(Dataset records)
-------
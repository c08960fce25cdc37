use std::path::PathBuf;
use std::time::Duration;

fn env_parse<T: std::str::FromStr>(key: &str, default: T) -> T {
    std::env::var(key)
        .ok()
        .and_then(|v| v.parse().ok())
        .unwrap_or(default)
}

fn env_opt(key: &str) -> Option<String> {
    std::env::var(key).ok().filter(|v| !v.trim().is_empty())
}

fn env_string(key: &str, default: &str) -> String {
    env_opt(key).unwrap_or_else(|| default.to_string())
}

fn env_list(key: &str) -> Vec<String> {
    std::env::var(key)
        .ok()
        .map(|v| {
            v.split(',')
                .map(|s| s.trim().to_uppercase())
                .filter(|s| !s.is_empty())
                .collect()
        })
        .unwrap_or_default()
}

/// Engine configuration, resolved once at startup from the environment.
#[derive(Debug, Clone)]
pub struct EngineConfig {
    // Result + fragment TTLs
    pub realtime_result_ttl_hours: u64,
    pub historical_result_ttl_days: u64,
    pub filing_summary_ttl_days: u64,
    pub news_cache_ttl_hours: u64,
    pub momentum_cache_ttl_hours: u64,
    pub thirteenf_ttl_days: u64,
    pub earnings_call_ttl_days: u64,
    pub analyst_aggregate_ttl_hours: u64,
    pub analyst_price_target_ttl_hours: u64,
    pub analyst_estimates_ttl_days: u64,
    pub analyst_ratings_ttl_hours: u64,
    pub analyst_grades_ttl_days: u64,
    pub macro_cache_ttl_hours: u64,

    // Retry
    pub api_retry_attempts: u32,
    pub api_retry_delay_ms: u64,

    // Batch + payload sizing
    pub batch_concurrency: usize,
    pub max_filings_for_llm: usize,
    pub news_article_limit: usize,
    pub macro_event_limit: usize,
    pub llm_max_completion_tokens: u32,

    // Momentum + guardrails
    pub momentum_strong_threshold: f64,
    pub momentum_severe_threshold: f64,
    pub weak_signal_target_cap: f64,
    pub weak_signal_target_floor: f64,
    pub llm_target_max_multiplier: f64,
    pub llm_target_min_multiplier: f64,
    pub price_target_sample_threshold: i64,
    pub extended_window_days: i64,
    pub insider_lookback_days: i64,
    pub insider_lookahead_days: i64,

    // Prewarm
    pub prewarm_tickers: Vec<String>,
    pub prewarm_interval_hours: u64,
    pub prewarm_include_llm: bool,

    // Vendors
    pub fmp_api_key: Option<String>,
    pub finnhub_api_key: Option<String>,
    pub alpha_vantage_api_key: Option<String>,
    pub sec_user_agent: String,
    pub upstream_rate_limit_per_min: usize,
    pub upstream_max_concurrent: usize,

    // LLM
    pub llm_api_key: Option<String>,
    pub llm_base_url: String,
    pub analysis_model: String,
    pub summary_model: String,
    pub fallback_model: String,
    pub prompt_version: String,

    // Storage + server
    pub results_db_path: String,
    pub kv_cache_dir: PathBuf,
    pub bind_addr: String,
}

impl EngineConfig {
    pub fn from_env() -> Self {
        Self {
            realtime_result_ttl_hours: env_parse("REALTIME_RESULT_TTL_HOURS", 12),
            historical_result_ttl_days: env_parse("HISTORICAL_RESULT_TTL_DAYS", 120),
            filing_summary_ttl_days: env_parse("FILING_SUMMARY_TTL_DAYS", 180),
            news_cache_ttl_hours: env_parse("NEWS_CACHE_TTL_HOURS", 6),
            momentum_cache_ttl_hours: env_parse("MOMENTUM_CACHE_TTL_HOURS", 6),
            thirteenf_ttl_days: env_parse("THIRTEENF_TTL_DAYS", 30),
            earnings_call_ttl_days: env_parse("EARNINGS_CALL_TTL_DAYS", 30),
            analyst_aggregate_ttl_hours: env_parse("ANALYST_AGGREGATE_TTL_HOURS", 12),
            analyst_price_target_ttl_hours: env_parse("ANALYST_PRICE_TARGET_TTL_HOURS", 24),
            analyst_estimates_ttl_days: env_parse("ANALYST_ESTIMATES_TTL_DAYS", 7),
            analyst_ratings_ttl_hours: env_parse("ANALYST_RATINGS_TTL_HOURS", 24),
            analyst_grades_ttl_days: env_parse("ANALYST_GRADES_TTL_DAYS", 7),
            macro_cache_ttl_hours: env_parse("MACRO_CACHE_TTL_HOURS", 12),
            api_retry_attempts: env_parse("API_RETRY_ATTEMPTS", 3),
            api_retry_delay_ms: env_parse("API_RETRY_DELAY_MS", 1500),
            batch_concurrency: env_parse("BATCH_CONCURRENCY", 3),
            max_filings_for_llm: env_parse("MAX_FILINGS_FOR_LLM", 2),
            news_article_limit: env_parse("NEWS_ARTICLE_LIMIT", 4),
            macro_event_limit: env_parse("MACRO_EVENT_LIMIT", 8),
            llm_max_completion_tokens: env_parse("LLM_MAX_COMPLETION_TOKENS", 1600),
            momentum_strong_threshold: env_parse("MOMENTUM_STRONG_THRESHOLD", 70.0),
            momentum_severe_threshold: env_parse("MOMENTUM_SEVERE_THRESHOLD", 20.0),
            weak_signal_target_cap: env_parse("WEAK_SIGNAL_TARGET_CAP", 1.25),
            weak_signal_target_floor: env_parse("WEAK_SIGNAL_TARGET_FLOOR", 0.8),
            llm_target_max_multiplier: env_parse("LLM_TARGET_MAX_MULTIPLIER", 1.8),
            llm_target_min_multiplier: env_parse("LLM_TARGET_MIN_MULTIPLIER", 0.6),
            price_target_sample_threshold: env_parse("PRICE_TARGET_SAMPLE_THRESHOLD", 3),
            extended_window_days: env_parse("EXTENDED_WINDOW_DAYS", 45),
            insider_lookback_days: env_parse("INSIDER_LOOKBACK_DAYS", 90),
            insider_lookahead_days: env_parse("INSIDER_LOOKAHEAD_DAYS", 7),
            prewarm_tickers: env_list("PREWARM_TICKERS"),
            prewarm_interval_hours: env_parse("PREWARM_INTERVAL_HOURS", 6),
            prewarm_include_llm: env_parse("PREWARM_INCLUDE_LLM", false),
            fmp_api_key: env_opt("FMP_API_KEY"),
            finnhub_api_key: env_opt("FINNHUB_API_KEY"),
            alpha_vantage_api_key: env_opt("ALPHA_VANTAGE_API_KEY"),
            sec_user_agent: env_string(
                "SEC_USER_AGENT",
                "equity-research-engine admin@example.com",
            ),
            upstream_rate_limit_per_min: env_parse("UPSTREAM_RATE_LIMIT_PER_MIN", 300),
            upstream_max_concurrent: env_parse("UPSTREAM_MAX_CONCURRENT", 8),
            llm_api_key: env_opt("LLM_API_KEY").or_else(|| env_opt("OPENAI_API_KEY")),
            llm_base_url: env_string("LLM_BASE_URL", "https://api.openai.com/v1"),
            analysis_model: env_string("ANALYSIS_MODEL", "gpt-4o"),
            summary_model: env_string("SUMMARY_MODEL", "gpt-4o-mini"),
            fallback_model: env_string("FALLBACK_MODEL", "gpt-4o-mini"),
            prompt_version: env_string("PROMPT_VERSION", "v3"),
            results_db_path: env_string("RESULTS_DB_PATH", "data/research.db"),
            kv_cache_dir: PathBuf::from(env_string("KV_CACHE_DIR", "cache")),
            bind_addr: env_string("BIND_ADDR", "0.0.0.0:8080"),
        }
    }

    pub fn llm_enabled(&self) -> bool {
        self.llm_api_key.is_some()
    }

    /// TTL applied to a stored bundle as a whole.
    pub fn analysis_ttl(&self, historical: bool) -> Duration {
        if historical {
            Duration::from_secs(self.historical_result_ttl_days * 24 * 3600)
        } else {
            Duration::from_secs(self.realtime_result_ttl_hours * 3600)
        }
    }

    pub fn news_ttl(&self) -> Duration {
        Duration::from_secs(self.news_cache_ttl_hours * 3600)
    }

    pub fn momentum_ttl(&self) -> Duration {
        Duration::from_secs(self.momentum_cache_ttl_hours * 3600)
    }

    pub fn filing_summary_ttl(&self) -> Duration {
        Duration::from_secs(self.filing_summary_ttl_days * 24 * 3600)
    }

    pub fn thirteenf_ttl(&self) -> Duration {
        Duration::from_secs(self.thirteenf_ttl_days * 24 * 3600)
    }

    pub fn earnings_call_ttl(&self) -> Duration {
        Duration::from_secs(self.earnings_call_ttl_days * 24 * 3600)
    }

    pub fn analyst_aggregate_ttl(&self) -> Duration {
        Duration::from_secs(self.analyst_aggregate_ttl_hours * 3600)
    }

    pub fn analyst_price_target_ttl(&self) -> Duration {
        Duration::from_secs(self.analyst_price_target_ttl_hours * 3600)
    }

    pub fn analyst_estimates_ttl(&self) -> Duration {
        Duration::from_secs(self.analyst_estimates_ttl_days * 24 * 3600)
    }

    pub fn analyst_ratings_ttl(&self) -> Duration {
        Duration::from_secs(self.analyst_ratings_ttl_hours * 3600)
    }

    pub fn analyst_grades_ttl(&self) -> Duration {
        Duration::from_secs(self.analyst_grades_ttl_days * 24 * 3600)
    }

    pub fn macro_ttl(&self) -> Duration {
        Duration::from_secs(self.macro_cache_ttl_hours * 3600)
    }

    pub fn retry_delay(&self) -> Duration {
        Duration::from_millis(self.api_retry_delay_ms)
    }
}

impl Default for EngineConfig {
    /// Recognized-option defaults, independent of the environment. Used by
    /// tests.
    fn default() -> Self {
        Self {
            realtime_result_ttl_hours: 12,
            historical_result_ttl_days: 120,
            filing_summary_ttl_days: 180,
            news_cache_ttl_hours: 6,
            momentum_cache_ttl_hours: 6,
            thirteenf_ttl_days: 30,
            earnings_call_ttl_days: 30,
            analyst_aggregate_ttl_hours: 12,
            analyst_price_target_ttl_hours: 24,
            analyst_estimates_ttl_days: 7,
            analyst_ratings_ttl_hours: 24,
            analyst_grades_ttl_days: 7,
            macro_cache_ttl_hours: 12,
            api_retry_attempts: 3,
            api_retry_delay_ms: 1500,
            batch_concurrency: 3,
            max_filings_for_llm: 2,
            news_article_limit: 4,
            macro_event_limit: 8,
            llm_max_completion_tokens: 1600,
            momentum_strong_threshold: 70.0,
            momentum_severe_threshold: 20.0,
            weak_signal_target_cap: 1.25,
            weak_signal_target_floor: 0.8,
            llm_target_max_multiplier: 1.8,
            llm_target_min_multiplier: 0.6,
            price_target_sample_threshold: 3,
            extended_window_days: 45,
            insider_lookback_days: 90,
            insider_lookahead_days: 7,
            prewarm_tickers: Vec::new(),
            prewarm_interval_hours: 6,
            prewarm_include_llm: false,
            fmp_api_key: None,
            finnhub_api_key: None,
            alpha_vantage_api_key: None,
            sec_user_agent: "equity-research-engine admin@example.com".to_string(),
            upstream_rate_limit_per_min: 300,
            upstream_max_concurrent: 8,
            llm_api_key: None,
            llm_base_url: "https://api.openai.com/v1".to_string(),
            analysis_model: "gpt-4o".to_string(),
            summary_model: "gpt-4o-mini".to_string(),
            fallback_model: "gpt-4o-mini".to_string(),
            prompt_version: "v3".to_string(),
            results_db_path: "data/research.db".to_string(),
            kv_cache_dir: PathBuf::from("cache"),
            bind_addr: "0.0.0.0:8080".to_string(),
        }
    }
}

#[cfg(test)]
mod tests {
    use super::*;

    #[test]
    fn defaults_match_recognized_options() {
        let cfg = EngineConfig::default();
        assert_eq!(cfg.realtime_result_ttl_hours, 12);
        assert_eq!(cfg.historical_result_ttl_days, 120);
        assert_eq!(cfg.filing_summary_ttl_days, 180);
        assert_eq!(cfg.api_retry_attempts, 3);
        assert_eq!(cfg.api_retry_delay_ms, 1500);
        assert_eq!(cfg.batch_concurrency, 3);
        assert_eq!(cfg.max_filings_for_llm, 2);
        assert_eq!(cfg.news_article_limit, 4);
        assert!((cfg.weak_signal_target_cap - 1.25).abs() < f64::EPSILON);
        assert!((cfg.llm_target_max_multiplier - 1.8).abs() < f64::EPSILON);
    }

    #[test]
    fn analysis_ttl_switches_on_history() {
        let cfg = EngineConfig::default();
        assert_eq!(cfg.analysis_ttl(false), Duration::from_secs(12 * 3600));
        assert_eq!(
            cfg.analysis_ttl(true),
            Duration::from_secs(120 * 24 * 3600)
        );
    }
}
-------
## Directions
The answer must be every line of the records above that holds the word "equity".

## Solution to the exercise
                "equity-research-engine admin@example.com",
            sec_user_agent: "equity-research-engine admin@example.com".to_string(),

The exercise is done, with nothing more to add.